Katie Elder (gespielt von Faye Dunaway) und Ike Clanton (gespielt von Michael Witney)

Das gehört zu den Details, die „‚Doc‘“ eine gewisse Wirklichkeitsnähe verleihen und die man in vielen Western so häufig vermisst. Wie gesagt, gibt es keine musikalische Handlungsbegleitung, wodurch selbst das Knarzen eines Stuhls oder das Geraschel einer Uhrenkette zu hören ist. Oder einzelne Szenen, wie die als Elder und Holliday im Freien übernachten: Als sie ihn aufweckt, wirbelt er mit aufgerissenen Augen und zwei gezückten Pistolen herum – statt Lagerfeuerromantik paranoide Angst, im Schlaf überfallen und getötet zu werden. Im Establishing Shot präsentiert sich Tombstone im lauten Frontier-Trubel mit geschäftigen Menschen und rollenden Planwagen als expandierende Kleinstadt. Und manche im Film gesprochenen Sätze könnten mit ihrem scharfsinnigen Gehalt Quintessenzen des „Wilden Westens“ sein: Als „ass end of the West“ charakterisiert Katie Elder den namenlosen Ort, an dem sie auf Holliday trifft. „Oh, you’d be surprised of the things you can solve with a gun“, belehrt Earp, im Wissen um die eigentliche Machtlosigkeit des Gesetzes. Und in seiner Wahlkampfrede bringt der amtierende Sheriff die Selbstverteidigungsmentalität der amerikanischen Kleinstadtgemeinden auf eine prägnante Formel: „We’ve all got stakes in Tombstone. We’ll be here when all the others have gone on through. So it’s up to us to work together for a better town and a better future.

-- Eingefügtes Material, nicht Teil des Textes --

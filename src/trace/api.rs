//! Graphics API variants and their detection from entry-point calls.

use serde::{Deserialize, Serialize};

use crate::error::TraceStatsError;

/// The graphics API a trace captured.
///
/// Known variants parse case-insensitively (`d3d9` is [`ApiVariant::D3D9`]);
/// anything else is kept verbatim as [`ApiVariant::Other`].
#[derive(Debug, Clone, PartialEq, Eq, PartialOrd, Ord, Hash, Serialize, Deserialize)]
#[serde(from = "String", into = "String")]
pub enum ApiVariant {
    D3D8,
    D3D9,
    D3D9Ex,
    D3D10,
    D3D11,
    OpenGL,
    Egl,
    Other(String),
}

impl ApiVariant {
    pub fn as_str(&self) -> &str {
        match self {
            ApiVariant::D3D8 => "D3D8",
            ApiVariant::D3D9 => "D3D9",
            ApiVariant::D3D9Ex => "D3D9Ex",
            ApiVariant::D3D10 => "D3D10",
            ApiVariant::D3D11 => "D3D11",
            ApiVariant::OpenGL => "OpenGL",
            ApiVariant::Egl => "EGL",
            ApiVariant::Other(name) => name,
        }
    }

    fn known(name: &str) -> Option<Self> {
        let api = match name.to_ascii_lowercase().as_str() {
            "d3d8" => ApiVariant::D3D8,
            "d3d9" => ApiVariant::D3D9,
            "d3d9ex" => ApiVariant::D3D9Ex,
            "d3d10" => ApiVariant::D3D10,
            "d3d11" => ApiVariant::D3D11,
            "opengl" | "gl" => ApiVariant::OpenGL,
            "egl" => ApiVariant::Egl,
            _ => return None,
        };
        Some(api)
    }
}

impl std::fmt::Display for ApiVariant {
    fn fmt(&self, f: &mut std::fmt::Formatter<'_>) -> std::fmt::Result {
        f.write_str(self.as_str())
    }
}

impl From<&str> for ApiVariant {
    fn from(name: &str) -> Self {
        let name = name.trim();
        Self::known(name).unwrap_or_else(|| ApiVariant::Other(name.to_string()))
    }
}

impl From<String> for ApiVariant {
    fn from(name: String) -> Self {
        Self::from(name.as_str())
    }
}

impl From<ApiVariant> for String {
    fn from(api: ApiVariant) -> Self {
        api.as_str().to_string()
    }
}

impl std::str::FromStr for ApiVariant {
    type Err = TraceStatsError;

    fn from_str(s: &str) -> Result<Self, Self::Err> {
        if s.trim().is_empty() {
            return Err(TraceStatsError::InvalidArguments {
                message: "API name can't be empty".to_string(),
            });
        }
        Ok(Self::from(s))
    }
}

/// Entry-point functions in detection priority order.
///
/// `Direct3DCreate9Ex` precedes `Direct3DCreate9`: an Ex trace calls both.
pub const ENTRY_POINTS: &[&str] = &[
    "Direct3DCreate8",
    "Direct3DCreate9Ex",
    "Direct3DCreate9",
    "D3D10CreateDeviceAndSwapChain1",
    "D3D10CreateDevice1",
    "D3D10CreateDeviceAndSwapChain",
    "D3D10CreateDevice",
    "D3D10CoreCreateDevice",
    "D3D11CreateDeviceAndSwapChain",
    "D3D11CreateDevice",
    "D3D11CoreCreateDevice",
    "glXCreateContext",
    "glXCreateNewContext",
    "glXCreateContextAttribsARB",
    "wglCreateContext",
    "wglCreateContextAttribsARB",
    "CGLCreateContext",
    "eglCreateContext",
];

/// The API a known entry-point function creates.
pub fn entry_point_api(function: &str) -> Option<ApiVariant> {
    let api = match function {
        "Direct3DCreate8" => ApiVariant::D3D8,
        "Direct3DCreate9Ex" => ApiVariant::D3D9Ex,
        "Direct3DCreate9" => ApiVariant::D3D9,
        "D3D10CreateDeviceAndSwapChain1"
        | "D3D10CreateDevice1"
        | "D3D10CreateDeviceAndSwapChain"
        | "D3D10CreateDevice"
        | "D3D10CoreCreateDevice" => ApiVariant::D3D10,
        "D3D11CreateDeviceAndSwapChain" | "D3D11CreateDevice" | "D3D11CoreCreateDevice" => {
            ApiVariant::D3D11
        }
        "glXCreateContext"
        | "glXCreateNewContext"
        | "glXCreateContextAttribsARB"
        | "wglCreateContext"
        | "wglCreateContextAttribsARB"
        | "CGLCreateContext" => ApiVariant::OpenGL,
        "eglCreateContext" => ApiVariant::Egl,
        _ => return None,
    };
    Some(api)
}

/// Detect a trace's API from the functions it calls.
///
/// When several entry points occur, the one earliest in [`ENTRY_POINTS`]
/// wins, regardless of the order the calls appear in.
pub fn detect_api<'a>(functions: impl IntoIterator<Item = &'a str>) -> Option<ApiVariant> {
    functions
        .into_iter()
        .filter_map(|function| ENTRY_POINTS.iter().position(|entry| *entry == function))
        .min()
        .and_then(|index| entry_point_api(ENTRY_POINTS[index]))
}
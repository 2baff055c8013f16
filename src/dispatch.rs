//! Parallel dump parsing.
//!
//! A trace's call stream is cut into fixed-size windows of `chunk_calls`
//! calls, handed to the dump tool as `--calls=<start>-<end>`. With `N`
//! workers, worker `w` parses windows `w`, `w + N`, `w + 2N`, ... and stops
//! once the dump tool prints nothing at all for a window, which is past the
//! end of the trace. Windows of noise still count as part of the trace.
//!
//! ```text
//!            window 0   window 1   window 2   window 3   window 4
//! N = 2:     worker 0   worker 1   worker 0   worker 1   worker 0 (empty, stop)
//! ```
//!
//! The first empty window is shared by all workers: nobody starts a window at
//! or past it, and windows past it that were already parsed are dropped before
//! the fold. Each worker owns its per-window [`Accumulator`]s and its dump
//! subprocess, and hands them back by value when done. The dispatcher folds
//! them with [`Accumulator::merge`], so the counts are the same for every `N`.
//!
//! A failed window fails the whole trace. The dispatcher cancels the other
//! workers (killing their subprocesses) and reports the window that failed.

use std::collections::BTreeSet;
use std::sync::atomic::{AtomicU64, Ordering};
use std::time::Instant;

use crossbeam_channel as chan;

use crate::cancel::CancelToken;
use crate::dump::{CallRange, DumpSource};
use crate::error::{Result, TraceStatsError};
use crate::stats::{Accumulator, AggregatedResult, StatType};
use crate::trace::{self, ApiVariant, TraceIdentity, classify_line};

/// Calls per dump invocation.
pub const DEFAULT_CHUNK_CALLS: u64 = 500_000;
/// Calls dumped up front to find the API's entry point.
pub const DEFAULT_API_PROBE_CALLS: u64 = 10_000;
/// Progress is logged each time this many more calls have been parsed.
pub const DEFAULT_LOGGING_CHUNK_CALLS: u64 = DEFAULT_CHUNK_CALLS * 2;

#[derive(Debug, Clone, PartialEq, Eq)]
pub struct DispatchOptions {
    pub threads: usize,
    pub chunk_calls: u64,
    pub api_probe_calls: u64,
    pub logging_chunk_calls: u64,
    /// Traces captured with these APIs are skipped before any parsing
    pub skip_apis: BTreeSet<ApiVariant>,
}

impl Default for DispatchOptions {
    fn default() -> Self {
        Self {
            threads: 1,
            chunk_calls: DEFAULT_CHUNK_CALLS,
            api_probe_calls: DEFAULT_API_PROBE_CALLS,
            logging_chunk_calls: DEFAULT_LOGGING_CHUNK_CALLS,
            skip_apis: BTreeSet::new(),
        }
    }
}

/// Identity inputs for one trace; the API is detected unless given.
#[derive(Debug, Clone, PartialEq, Eq)]
pub struct TraceJob {
    pub application: String,
    pub api: Option<ApiVariant>,
    pub display_name: Option<String>,
    pub link: Option<String>,
}

impl TraceJob {
    pub fn new(application: impl Into<String>) -> Self {
        Self {
            application: application.into(),
            api: None,
            display_name: None,
            link: None,
        }
    }

    /// A job named after the trace file.
    pub fn for_trace(path: &std::path::Path) -> Self {
        Self::new(trace::application_name(path))
    }

    pub fn with_api(mut self, api: Option<ApiVariant>) -> Self {
        self.api = api;
        self
    }

    fn identity(&self, api: ApiVariant) -> TraceIdentity {
        TraceIdentity::new(self.application.clone(), api)
            .with_display_name(self.display_name.clone())
            .with_link(self.link.clone())
    }
}

#[derive(Debug, Clone, PartialEq, Eq)]
pub enum TraceOutcome {
    Parsed(AggregatedResult),
    /// The trace's API is in the skip list
    Skipped { api: ApiVariant },
}

enum WorkerEvent {
    WindowDone {
        worker: usize,
        range: CallRange,
        lines: u64,
        records: u64,
    },
    Finished {
        worker: usize,
        result: Result<Vec<WindowCounts>>,
    },
}

/// Counts of one parsed window, tagged with its index for the final fold.
struct WindowCounts {
    index: u64,
    counts: Accumulator,
}

/// Runs traces through a dump source on a fixed pool of worker threads.
pub struct Dispatcher {
    options: DispatchOptions,
    pool: rayon::ThreadPool,
    cancel: CancelToken,
}

impl Dispatcher {
    /// Build a dispatcher whose work stops once `cancel` fires.
    pub fn new(options: DispatchOptions, cancel: CancelToken) -> Result<Self> {
        let threads = options.threads.max(1);
        let pool = rayon::ThreadPoolBuilder::new()
            .num_threads(threads)
            .thread_name(|i| format!("worker-{i}"))
            .build()
            .map_err(|e| TraceStatsError::Internal {
                message: format!("Failed to start {threads} worker threads: {e}"),
            })?;
        Ok(Self {
            options: DispatchOptions { threads, ..options },
            pool,
            cancel,
        })
    }

    /// Parse one trace, or skip it if its API is excluded.
    ///
    /// Either the complete statistics of the trace come back, or an error;
    /// counts from a partly parsed trace are never returned.
    pub fn process(&self, job: &TraceJob, source: &dyn DumpSource) -> Result<TraceOutcome> {
        let trace = source.trace_path();
        let started = Instant::now();
        log::info!("Processing trace: {}", trace.display());

        let api = match &job.api {
            Some(api) => Some(api.clone()),
            None => self.probe_api(source)?,
        };
        if let Some(api) = &api
            && self.options.skip_apis.contains(api)
        {
            log::info!("Skipping {} trace: {}", api, trace.display());
            return Ok(TraceOutcome::Skipped { api: api.clone() });
        }

        let counts = self.collect(source)?;

        let api = match api {
            Some(api) => api,
            None => {
                let functions = counts
                    .category(&StatType::ApiCalls)
                    .into_iter()
                    .flat_map(|names| names.keys().map(String::as_str));
                let api = trace::detect_api(functions).ok_or_else(|| {
                    TraceStatsError::ApiUndetected {
                        trace: trace.to_path_buf(),
                    }
                })?;
                if self.options.skip_apis.contains(&api) {
                    log::info!("Skipping {} trace: {}", api, trace.display());
                    return Ok(TraceOutcome::Skipped { api });
                }
                api
            }
        };

        log_exported_stats(&counts);
        log::info!(
            "Trace processing complete: {} ({api}, {} calls, {:.1}s)",
            trace.display(),
            counts.category_total(&StatType::ApiCalls),
            started.elapsed().as_secs_f64()
        );
        Ok(TraceOutcome::Parsed(AggregatedResult::new(
            job.identity(api),
            counts,
        )))
    }

    /// Look for an entry-point call in the first `api_probe_calls` calls.
    fn probe_api(&self, source: &dyn DumpSource) -> Result<Option<ApiVariant>> {
        if self.options.api_probe_calls == 0 {
            return Ok(None);
        }
        let range = CallRange::new(0, self.options.api_probe_calls - 1);
        let mut functions = BTreeSet::new();
        for line in source.open(range, &self.cancel)? {
            let line = line?;
            if let Some(function) = classify_line(&line).function() {
                functions.insert(function.to_string());
            }
        }
        let api = trace::detect_api(functions.iter().map(String::as_str));
        match &api {
            Some(api) => log::debug!("Detected {api} in calls {range}"),
            None => log::debug!("No entry point in calls {range}"),
        }
        Ok(api)
    }

    /// Parse every window of the trace and reduce the workers' counts.
    pub fn collect(&self, source: &dyn DumpSource) -> Result<Accumulator> {
        let threads = self.options.threads;
        let trace_cancel = self.cancel.child();
        let mut results: Vec<Option<Result<Vec<WindowCounts>>>> =
            (0..threads).map(|_| None).collect();
        // Index of the first window the tool printed nothing for
        let end = AtomicU64::new(u64::MAX);
        let end = &end;

        self.pool.in_place_scope(|scope| {
            let (tx, rx) = chan::unbounded();
            for worker in 0..threads {
                let tx = tx.clone();
                let cancel = trace_cancel.clone();
                scope.spawn(move |_| {
                    let result = self.run_worker(worker, source, end, &cancel, &tx);
                    if result.is_err() {
                        // Siblings stop at their next line and kill their subprocess
                        cancel.cancel();
                    }
                    let _ = tx.send(WorkerEvent::Finished { worker, result });
                });
            }
            drop(tx);

            let mut windows_done = 0u64;
            let mut progress_logged = 0u64;
            for event in rx {
                match event {
                    WorkerEvent::WindowDone {
                        worker,
                        range,
                        lines,
                        records,
                    } => {
                        log::debug!(
                            "Worker {worker} parsed calls {range}: {lines} lines, {records} records"
                        );
                        windows_done += 1;
                        let covered = windows_done.saturating_mul(self.options.chunk_calls);
                        let step = self.options.logging_chunk_calls.max(1);
                        if covered / step > progress_logged {
                            progress_logged = covered / step;
                            log::info!("Processed {} calls...", progress_logged * step);
                        }
                    }
                    WorkerEvent::Finished { worker, result } => results[worker] = Some(result),
                }
            }
        });

        reduce(source.trace_path(), results, end.load(Ordering::SeqCst))
    }

    fn run_worker(
        &self,
        worker: usize,
        source: &dyn DumpSource,
        end: &AtomicU64,
        cancel: &CancelToken,
        events: &chan::Sender<WorkerEvent>,
    ) -> Result<Vec<WindowCounts>> {
        let trace = source.trace_path();
        let stride = self.options.threads as u64;
        let mut windows = Vec::new();
        let mut index = worker as u64;

        while index < end.load(Ordering::SeqCst) {
            if cancel.is_cancelled() {
                return Err(TraceStatsError::Cancelled {
                    trace: trace.to_path_buf(),
                });
            }
            let range = CallRange::window(index, self.options.chunk_calls);
            let mut counts = Accumulator::new();
            let (lines, records) =
                parse_window(source, range, cancel, &mut counts).map_err(|e| {
                    if e.is_cancelled() {
                        e
                    } else {
                        TraceStatsError::PartialChunkFailure {
                            trace: trace.to_path_buf(),
                            range,
                            source: Box::new(e),
                        }
                    }
                })?;
            let _ = events.send(WorkerEvent::WindowDone {
                worker,
                range,
                lines,
                records,
            });
            if lines == 0 {
                end.fetch_min(index, Ordering::SeqCst);
                break;
            }
            windows.push(WindowCounts { index, counts });
            if range.end == u64::MAX {
                break;
            }
            index = index.saturating_add(stride);
        }
        Ok(windows)
    }
}

/// Dump one window into `counts`. Returns how many lines the tool printed and
/// how many of them were records.
fn parse_window(
    source: &dyn DumpSource,
    range: CallRange,
    cancel: &CancelToken,
    counts: &mut Accumulator,
) -> Result<(u64, u64)> {
    let mut lines = 0;
    let mut records = 0;
    for line in source.open(range, cancel)? {
        let line = line?;
        lines += 1;
        if counts.record_line(&classify_line(&line)) {
            records += 1;
        }
        if cancel.is_cancelled() {
            return Err(TraceStatsError::Cancelled {
                trace: source.trace_path().to_path_buf(),
            });
        }
    }
    Ok((lines, records))
}

/// Fold the workers' results, or pick the error that explains the failure.
///
/// A real failure wins over the cancellations it caused in other workers.
/// Windows at or past `end` lie beyond the trace and are left out.
fn reduce(
    trace: &std::path::Path,
    results: Vec<Option<Result<Vec<WindowCounts>>>>,
    end: u64,
) -> Result<Accumulator> {
    let mut counts = Accumulator::new();
    let mut cancelled = None;
    for result in results {
        match result {
            Some(Ok(windows)) => {
                for window in windows.into_iter().filter(|w| w.index < end) {
                    counts.merge_from(window.counts);
                }
            }
            Some(Err(e)) if e.is_cancelled() => cancelled = Some(e),
            Some(Err(e)) => return Err(e),
            None => {
                return Err(TraceStatsError::Internal {
                    message: format!("A worker for {} exited without a result", trace.display()),
                });
            }
        }
    }
    match cancelled {
        Some(_) => Err(TraceStatsError::Cancelled {
            trace: trace.to_path_buf(),
        }),
        None => Ok(counts),
    }
}

fn log_exported_stats(counts: &Accumulator) {
    if !log::log_enabled!(log::Level::Debug) {
        return;
    }
    let lines: Vec<String> = counts
        .iter()
        .map(|(stat_type, name, count)| format!("{stat_type} {name}: {count}"))
        .collect();
    log::debug!(
        "Found and exported the following stats:\n   {}",
        lines.join("\n   ")
    );
}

zwei Leichen liegen im Staub an einem Gatter

Und „‚Doc‘“, da ganz New Hollywood, taucht seine Figuren in reichlich Zwielicht: Was in Gunfight at the O.K. Corral noch ein halbwegs gleichrangiges Feuergefecht gewesen war, ist in „‚Doc‘“ eine arglistisge Exekution: Während Ike Clanton verängstigt im Angesicht der dickläufigen Shotguns der Earps herumdruckst und vorgibt, bloß reden zu wollen, eröffnet Wyatt Earp einfach das Feuer, woraufhin Clanton und dessen Kumpane von den lawmen quasi hingerichtet werden. Der Macho-Halunke Clanton ist dadurch mehr Opfer als Täter. Ein „The Kid“ genannter Youngster (Denver John Collins, später ein Kameramann) kann aus Ehrfurcht nicht auf seinen Helden Doc Holliday schießen und steckt stattdessen seinen Revolver in das Holster; Holliday, der seine Waffe auf ihn gerichtet hat, wartet und drückt ab – und schießt seinem vormaligen Protegé direkt ins Herz.